Marc Philpart was named executive director of the California Black Freedom Fund in April 2022.
The five-year $100 million fund is an initiative to ensure that Black power-building and movement-based organizations have the sustained investments and resources they need to eradicate systemic and institutional racism.
On December 13th, the fund announced $1 million in general operating support to be distributed to five Black power-building organizations in Los Angeles. This is the fund’s fifth round of grants to date, with a total of approximately $26 million in investments that are building Black power across the state. Los Angeles Community Action Network (LA CAN), Dignity & Power Now, Students Deserve, The Hub at LA Black Worker Center, and Youth Justice Coalition were recipients of the funding to supercharge their organizing efforts in 2023 and beyond.
California Black Media asked Philpart to reflect on the past year and share his plans for 2023.
With the work you do advocating for African Americans in California, what was your biggest accomplishment in 2022?
The California Black Freedom Fund is a five-year, $100 million initiative to ensure that Black power-building and movement-based organizations have the sustained investments and resources they need to eradicate systemic and institutional racism.
The first state-based fund of its kind, the California Black Freedom Fund prioritizes investments in the courageous and visionary grassroots advocates and community leaders who are transforming our cities, our state -- and our world.
In 2022, across three rounds of grants, the California Black Freedom Fund invested approximately $11.8M in Black led power building organizations and networks across California.
What did you find most challenging over the past year?
Part of our work is to organize and educate the philanthropic sector on the giving gap and needs facing Black power building organizations in California.
Philanthropy has a shared opportunity and responsibility to marshal our resources in order to tackle systemic racism and anti-Blackness in communities across California.
We believe that private and corporate philanthropy has a huge opportunity to prioritize building the power and capacity of Black-led organizations as a strategic imperative.
I look forward to working with philanthropic leaders throughout California in the next year and beyond on this goal.
What are you most looking forward to in 2023?
We are excited to develop programs that can support the advocacy, research, and programming needs of Black power building organizations throughout California. By creating and accelerating a new statewide ecosystem of Black-led organizations confronting racism and anti-Blackness, this fund aims to affect the culture, policy and systems changes necessary to realize equity and justice in California.

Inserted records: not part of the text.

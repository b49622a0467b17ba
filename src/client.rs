use std::env;
use std::fs::{self, File};
use std::path::{Path, PathBuf};
use std::thread;
use std::time::{Duration, Instant};

use reqwest::blocking::Client as HttpClient;
use reqwest::header::{HeaderMap, HeaderName, HeaderValue, USER_AGENT};
use serde::Deserialize;
use serde_json::json;
use tracing::{debug, info, instrument, warn};
use url::Url;

use crate::error::{Error, Result as EResult};
use crate::request::Request;
use crate::sources::{DEFAULT_SOURCE, is_http_url, source_to_base_url};

const PRIVATE_TOKEN: &str = "private-token";

/// Anything that can fetch one dataset request into a local file.
///
/// The enumerator only needs this operation; [`Client`] implements it against
/// the CDS API.
#[cfg_attr(test, mockall::automock)]
pub trait Retriever {
    fn retrieve(&self, dataset: &str, request: &Request, target: &Path) -> EResult<()>;
}

#[derive(Debug, Clone)]
pub struct ClientOptions {
    /// Source name (`cds`, `ads`, `ewds`) or an explicit API root URL.
    pub source: String,
    pub key: Option<String>,
    pub verify_tls: bool,
    pub poll_interval: Duration,
    /// Give up waiting for a queued job after this long. `None` waits forever.
    pub timeout: Option<Duration>,
}

impl Default for ClientOptions {
    fn default() -> Self {
        Self {
            source: DEFAULT_SOURCE.to_string(),
            key: None,
            verify_tls: true,
            poll_interval: Duration::from_secs(5),
            timeout: None,
        }
    }
}

impl ClientOptions {
    /// Credentials the way the CDS API tooling finds them: the rc file first,
    /// then `CDSAPI_URL` / `CDSAPI_KEY` on top.
    pub fn from_env() -> EResult<Self> {
        let mut opts = Self::default();

        if let Some(path) = rc_path() {
            if path.is_file() {
                let rc = RcFile::read(&path)?;
                debug!(path = %path.display(), "loaded CDS API rc file");
                rc.apply(&mut opts);
            }
        }

        if let Ok(url) = env::var("CDSAPI_URL") {
            opts.source = url;
        }
        if let Ok(key) = env::var("CDSAPI_KEY") {
            opts.key = Some(key);
        }

        Ok(opts)
    }
}

/// `CDSAPI_RC` if set, else `~/.cdsapirc`.
pub fn rc_path() -> Option<PathBuf> {
    if let Some(p) = env::var_os("CDSAPI_RC") {
        return Some(PathBuf::from(p));
    }
    env::var_os("HOME")
        .or_else(|| env::var_os("USERPROFILE"))
        .map(|home| PathBuf::from(home).join(".cdsapirc"))
}

/// Contents of a `.cdsapirc` file (`url: ...`, `key: ...`, `verify: 0|1`).
#[derive(Debug, Clone, Default, PartialEq, Eq)]
pub struct RcFile {
    pub url: Option<String>,
    pub key: Option<String>,
    pub verify: Option<bool>,
}

impl RcFile {
    pub fn read(path: &Path) -> EResult<Self> {
        Ok(Self::parse(&fs::read_to_string(path)?))
    }

    pub fn parse(text: &str) -> Self {
        let mut rc = Self::default();
        for line in text.lines() {
            let Some((k, v)) = line.split_once(':') else {
                continue;
            };
            let v = v.trim();
            match k.trim() {
                "url" => rc.url = Some(v.to_string()),
                "key" => rc.key = Some(v.to_string()),
                "verify" => rc.verify = Some(!matches!(v, "0" | "false" | "False")),
                _ => {}
            }
        }
        rc
    }

    fn apply(self, opts: &mut ClientOptions) {
        if let Some(url) = self.url {
            opts.source = url;
        }
        if self.key.is_some() {
            opts.key = self.key;
        }
        if let Some(verify) = self.verify {
            opts.verify_tls = verify;
        }
    }
}

#[derive(Debug, Clone, Copy, PartialEq, Eq, Deserialize)]
#[serde(rename_all = "lowercase")]
pub enum JobState {
    Accepted,
    Running,
    Successful,
    Failed,
    Dismissed,
    #[serde(other)]
    Unknown,
}

#[derive(Debug, Clone, Deserialize)]
pub struct JobStatus {
    #[serde(rename = "jobID")]
    pub job_id: String,
    pub status: JobState,
}

#[derive(Debug, Clone, Deserialize)]
pub struct Asset {
    pub href: String,
    #[serde(rename = "file:size")]
    pub size: Option<u64>,
}

#[derive(Debug, Deserialize)]
struct JobResults {
    asset: AssetEnvelope,
}

#[derive(Debug, Deserialize)]
struct AssetEnvelope {
    value: Asset,
}

#[derive(Debug, Default, Deserialize)]
struct JobError {
    title: Option<String>,
    detail: Option<String>,
}

/// Blocking client for the CDS retrieve API.
#[derive(Debug, Clone)]
pub struct Client {
    opts: ClientOptions,
    base_url: Url,
    http: HttpClient,
}

impl Client {
    pub fn new(opts: ClientOptions) -> EResult<Self> {
        let base = if is_http_url(&opts.source) {
            opts.source.clone()
        } else {
            source_to_base_url(&opts.source)
                .ok_or_else(|| Error::InvalidRequest(format!("unknown source: {}", opts.source)))?
                .to_string()
        };
        // Trailing slash so that `join` appends instead of replacing the last segment.
        let base_url = Url::parse(&format!("{}/", base.trim_end_matches('/')))?;

        let key = opts.key.as_deref().ok_or_else(|| {
            Error::MissingCredentials(
                rc_path()
                    .map(|p| p.display().to_string())
                    .unwrap_or_else(|| "~/.cdsapirc".to_string()),
            )
        })?;

        let mut headers = HeaderMap::new();
        headers.insert(USER_AGENT, HeaderValue::from_static("cdsretrieve-rs/0.1"));
        let mut token = HeaderValue::from_str(key)
            .map_err(|_| Error::InvalidRequest("API key is not a valid header value".into()))?;
        token.set_sensitive(true);
        headers.insert(HeaderName::from_static(PRIVATE_TOKEN), token);

        let mut builder = HttpClient::builder().default_headers(headers);
        if !opts.verify_tls {
            builder = builder.danger_accept_invalid_certs(true);
        }
        let http = builder.build()?;

        Ok(Self {
            opts,
            base_url,
            http,
        })
    }

    /// Convenience constructor using rc file / environment credentials.
    pub fn from_env() -> EResult<Self> {
        Self::new(ClientOptions::from_env()?)
    }

    fn endpoint(&self, path: &str) -> EResult<Url> {
        Ok(self.base_url.join(path)?)
    }

    /// Queue a request; the returned status carries the job id.
    pub fn submit(&self, dataset: &str, request: &Request) -> EResult<JobStatus> {
        let url = self.endpoint(&format!("retrieve/v1/processes/{dataset}/execution"))?;
        let job: JobStatus = self
            .http
            .post(url)
            .json(&json!({ "inputs": request }))
            .send()?
            .error_for_status()?
            .json()?;
        Ok(job)
    }

    pub fn job_status(&self, job_id: &str) -> EResult<JobStatus> {
        let url = self.endpoint(&format!("retrieve/v1/jobs/{job_id}"))?;
        Ok(self.http.get(url).send()?.error_for_status()?.json()?)
    }

    /// Poll at the configured interval until the job leaves the queue.
    pub fn wait(&self, mut job: JobStatus) -> EResult<JobStatus> {
        let started = Instant::now();
        loop {
            match job.status {
                JobState::Successful => return Ok(job),
                JobState::Failed | JobState::Dismissed => return Err(self.job_failure(&job)),
                JobState::Accepted | JobState::Running | JobState::Unknown => {}
            }

            if let Some(limit) = self.opts.timeout {
                if started.elapsed() >= limit {
                    return Err(Error::JobTimeout(job.job_id));
                }
            }

            debug!(job_id = %job.job_id, state = ?job.status, "job not finished");
            thread::sleep(self.opts.poll_interval);
            job = self.job_status(&job.job_id)?;
        }
    }

    pub fn results(&self, job_id: &str) -> EResult<Asset> {
        let url = self.endpoint(&format!("retrieve/v1/jobs/{job_id}/results"))?;
        let body = self.http.get(url).send()?.error_for_status()?.text()?;
        let results: JobResults = serde_json::from_str(&body)
            .map_err(|e| Error::UnexpectedResponse(format!("job {job_id} results: {e}")))?;
        if results.asset.value.href.trim().is_empty() {
            return Err(Error::UnexpectedResponse(format!(
                "job {job_id} results carry no download link"
            )));
        }
        Ok(results.asset.value)
    }

    /// The results endpoint describes the failure; fall back to the state name
    /// when it cannot be read.
    fn job_failure(&self, job: &JobStatus) -> Error {
        let detail = self
            .endpoint(&format!("retrieve/v1/jobs/{}/results", job.job_id))
            .ok()
            .and_then(|url| self.http.get(url).send().ok())
            .and_then(|resp| resp.json::<JobError>().ok())
            .unwrap_or_default();

        let message = match (detail.title, detail.detail) {
            (Some(title), Some(detail)) => format!("{title}: {detail}"),
            (Some(m), None) | (None, Some(m)) => m,
            (None, None) => format!("{:?}", job.status).to_lowercase(),
        };

        Error::JobFailed {
            job_id: job.job_id.clone(),
            message,
        }
    }

    /// Stream `href` into `<target>.part`, then move it into place.
    fn download(&self, href: &str, target: &Path) -> EResult<u64> {
        let url = self.base_url.join(href)?;

        if let Some(dir) = target.parent().filter(|d| !d.as_os_str().is_empty()) {
            fs::create_dir_all(dir)?;
        }

        let mut resp = self.http.get(url).send()?.error_for_status()?;
        write_via_part(target, |file| Ok(resp.copy_to(file)?))
    }
}

impl Retriever for Client {
    #[instrument(skip(self, request, target), fields(target = %target.display()))]
    fn retrieve(&self, dataset: &str, request: &Request, target: &Path) -> EResult<()> {
        let job = self.submit(dataset, request)?;
        info!(job_id = %job.job_id, "request queued");

        let job = self.wait(job)?;
        let asset = self.results(&job.job_id)?;
        debug!(href = %asset.href, size = ?asset.size, "result ready");
        let bytes = self.download(&asset.href, target)?;

        info!(job_id = %job.job_id, bytes, "download complete");
        Ok(())
    }
}

fn part_path(target: &Path) -> PathBuf {
    let mut name = target.as_os_str().to_owned();
    name.push(".part");
    PathBuf::from(name)
}

/// Run `write` against `<target>.part` and rename it to `target` on success.
/// The part file is removed again if writing or renaming fails.
fn write_via_part<F>(target: &Path, write: F) -> EResult<u64>
where
    F: FnOnce(&mut File) -> EResult<u64>,
{
    let part = part_path(target);
    let finish = |part: &Path| -> EResult<u64> {
        let mut file = File::create(part)?;
        let written = write(&mut file)?;
        file.sync_all()?;
        drop(file);
        fs::rename(part, target)?;
        Ok(written)
    };

    finish(&part).inspect_err(|e| {
        warn!(part = %part.display(), error = %e, "discarding partial download");
        let _ = fs::remove_file(&part);
    })
}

What’s the biggest challenge Black Californians will face next year?
Our communities must prepare for a mass civic engagement effort that will dramatically expand the Black electorate in the 2024 election. Black power building organizations will need to advocate for new laws, educate and register voters, and innovate new approaches to voter turnout.
CBM: What’s your wish for this holiday season?
My one wish is that people keep ever present the threat that Black communities face with so much injustice in the world and give to Black led power building organizations in their communities or to the California Black Freedom Fund to support the critical work happening throughout the state.